# DATASET RECORDS

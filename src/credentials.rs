//! Service credential cache.
//!
//! Holds the proxy's own upstream-facing credential: the CA bundle used to
//! verify the API server, the bearer token the proxy authenticates with, and
//! its namespace. The three files are mounted by the orchestrator and rotated
//! underneath us, so they are re-read on a fixed interval.
//!
//! The bundle is replaced wholesale: readers clone an `Arc` under a short read
//! lock and never see fields from two refresh cycles. Any read failure, at
//! startup or during refresh, is [`Error::Fatal`].

use std::fs;
use std::path::{Path, PathBuf};
use std::sync::Arc;
use std::time::Duration;

use parking_lot::RwLock;
use reqwest::Certificate;
use tokio::sync::{broadcast, mpsc};
use tracing::{debug, error, info};

use crate::{Error, Result};

/// CA bundle file name inside the secret directory
pub const CA_FILE: &str = "ca.crt";
/// Bearer token file name inside the secret directory
pub const TOKEN_FILE: &str = "token";
/// Namespace file name inside the secret directory
pub const NAMESPACE_FILE: &str = "namespace";

/// One complete snapshot of the service credential.
#[derive(Debug, Clone)]
pub struct CredentialBundle {
    /// Trust anchors for the upstream TLS certificate
    pub root_certs: Vec<Certificate>,
    /// Bearer token presented to the upstream
    pub token: String,
    /// Namespace the proxy runs in
    pub namespace: String,
    /// Incremented on every successful load
    pub generation: u64,
}

/// Periodically refreshed holder of the current [`CredentialBundle`].
#[derive(Debug)]
pub struct CredentialCache {
    dir: PathBuf,
    current: RwLock<Arc<CredentialBundle>>,
}

impl CredentialCache {
    /// Read the credential files in `dir` once.
    ///
    /// # Errors
    ///
    /// Returns [`Error::Fatal`] if any file is missing or the CA bundle holds
    /// no certificate.
    pub fn load(dir: impl Into<PathBuf>) -> Result<Self> {
        let dir = dir.into();
        let bundle = read_bundle(&dir, 1)?;
        info!(
            dir = %dir.display(),
            namespace = %bundle.namespace,
            certs = bundle.root_certs.len(),
            "Loaded service credentials"
        );
        Ok(Self {
            dir,
            current: RwLock::new(Arc::new(bundle)),
        })
    }

    /// Re-read the files and swap the bundle in one step.
    ///
    /// # Errors
    ///
    /// Returns [`Error::Fatal`] on any read failure. The previous bundle stays
    /// in place but the caller is expected to stop serving.
    pub fn refresh(&self) -> Result<()> {
        let next_generation = self.current.read().generation + 1;
        let bundle = Arc::new(read_bundle(&self.dir, next_generation)?);
        *self.current.write() = bundle;
        debug!(generation = next_generation, "Refreshed service credentials");
        Ok(())
    }

    /// The latest complete bundle.
    #[must_use]
    pub fn snapshot(&self) -> Arc<CredentialBundle> {
        Arc::clone(&self.current.read())
    }

    /// Current CA trust bundle
    #[must_use]
    pub fn root_certs(&self) -> Vec<Certificate> {
        self.snapshot().root_certs.clone()
    }

    /// Current service bearer token
    #[must_use]
    pub fn token(&self) -> String {
        self.snapshot().token.clone()
    }

    /// Current namespace
    #[must_use]
    pub fn namespace(&self) -> String {
        self.snapshot().namespace.clone()
    }
}

fn read_bundle(dir: &Path, generation: u64) -> Result<CredentialBundle> {
    let read = |name: &str| -> Result<Vec<u8>> {
        let path = dir.join(name);
        fs::read(&path).map_err(|e| Error::Fatal(format!("Failed to read {}: {e}", path.display())))
    };

    let ca = read(CA_FILE)?;
    let token = read(TOKEN_FILE)?;
    let namespace = read(NAMESPACE_FILE)?;

    let root_certs = Certificate::from_pem_bundle(&ca)
        .map_err(|e| Error::Fatal(format!("Invalid CA bundle: {e}")))?;
    if root_certs.is_empty() {
        return Err(Error::Fatal(format!(
            "No certificates in {}",
            dir.join(CA_FILE).display()
        )));
    }

    Ok(CredentialBundle {
        root_certs,
        token: String::from_utf8_lossy(&token).trim().to_string(),
        namespace: String::from_utf8_lossy(&namespace).trim().to_string(),
        generation,
    })
}

/// Spawn the periodic refresh task.
///
/// A failed refresh is sent on `fatal` and ends the task; the server treats
/// it as a reason to stop. The task also exits when `shutdown` fires.
pub fn spawn_refresh(
    cache: Arc<CredentialCache>,
    interval: Duration,
    fatal: mpsc::Sender<Error>,
    mut shutdown: broadcast::Receiver<()>,
) {
    tokio::spawn(async move {
        let mut ticker = tokio::time::interval(interval);
        // The first tick fires immediately; the bundle was just loaded.
        ticker.tick().await;
        loop {
            tokio::select! {
                _ = ticker.tick() => {
                    if let Err(e) = cache.refresh() {
                        error!(error = %e, "Service credential refresh failed");
                        let _ = fatal.send(e).await;
                        break;
                    }
                }
                _ = shutdown.recv() => {
                    debug!("Credential refresh shutting down");
                    break;
                }
            }
        }
    });
}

# WORK TASK
Among the lines above, find those containing the word "const" and copy each.

# OUTPUT FOR THIS EXERCISE
pub const CA_FILE: &str = "ca.crt";
pub const TOKEN_FILE: &str = "token";
pub const NAMESPACE_FILE: &str = "namespace";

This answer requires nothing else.